El dia de los Tres Reyes Magos (Three Kings Day) is a day to celebrate culture, family and the feast of the Epiphany in Latino/Hispanic culture. The Tres Reyes (Three Kings) event, sponsored by Catholic Health Initiatives (CHI) and Dominican Sisters of Peace, took place at the Martin de Porres Center in Columbus, OH, Friday, January 6, with more than 116 in attendance. Franklin County Coroner, Anahi Ortiz, MD, a member of the Franklin county Opiate Task Force, spoke about the dangers of opiods and the signs and symptoms of addiction. While Dr. Ortiz spoke to the adults, the children adjourned to another room for crafts and games and came back carrying a gift to celebrate the Feast of the Ephiphany. Community organizations joined 12 Dominican Sister of Peace as well as staff members Yahaira Rose, Lisset Mendoza, Donna Vroom and Alice Black.
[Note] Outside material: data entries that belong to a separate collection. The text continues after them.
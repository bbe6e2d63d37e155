use tracing_subscriber::{layer::SubscriberExt, util::SubscriberInitExt, EnvFilter};

/// Initialize logging to stderr, leaving stdout to the merge output.
/// The filter honors `RUST_LOG` and defaults to `info`.
pub fn init_logging() -> anyhow::Result<()> {
    tracing_subscriber::registry()
        .with(EnvFilter::try_from_default_env().unwrap_or_else(|_| EnvFilter::new("info")))
        .with(tracing_subscriber::fmt::layer().with_writer(std::io::stderr))
        .try_init()?;
    Ok(())
}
This day marks the day on the Christian calendar when the Magi brought gifts to the baby Jesus. In Latin America and Spain, children receive presents. Culture plays a big part in the celebration of Tres Reyes Magos. In Mexico, children leave their shoes outside their doors so the Three Kings will leave gifts inside. Many families leave a box of grass (or hay) and water for the Three King’s camels to eat. Camels are known for leaving a trail of grass behind that children can often follow to their gifts! Other traditions include parades, men dressing up as the Three Kings bringing the gifts and traditional dinners including the Rosca de Reyes. The Rosca de Reyes is traditionally baked, and within the sweet bread a “Baby Jesus” figurine is hidden – the individual who finds the baby Jesus in their slice must then prepare tamales for everyone on the Feast of Purification/Candlemas (Dia de Candelaria), which is celebrated on February 2.
We are grateful to CHI for their support of this Atrevete a Vivir en Paz initiative through a Violence Prevention grant.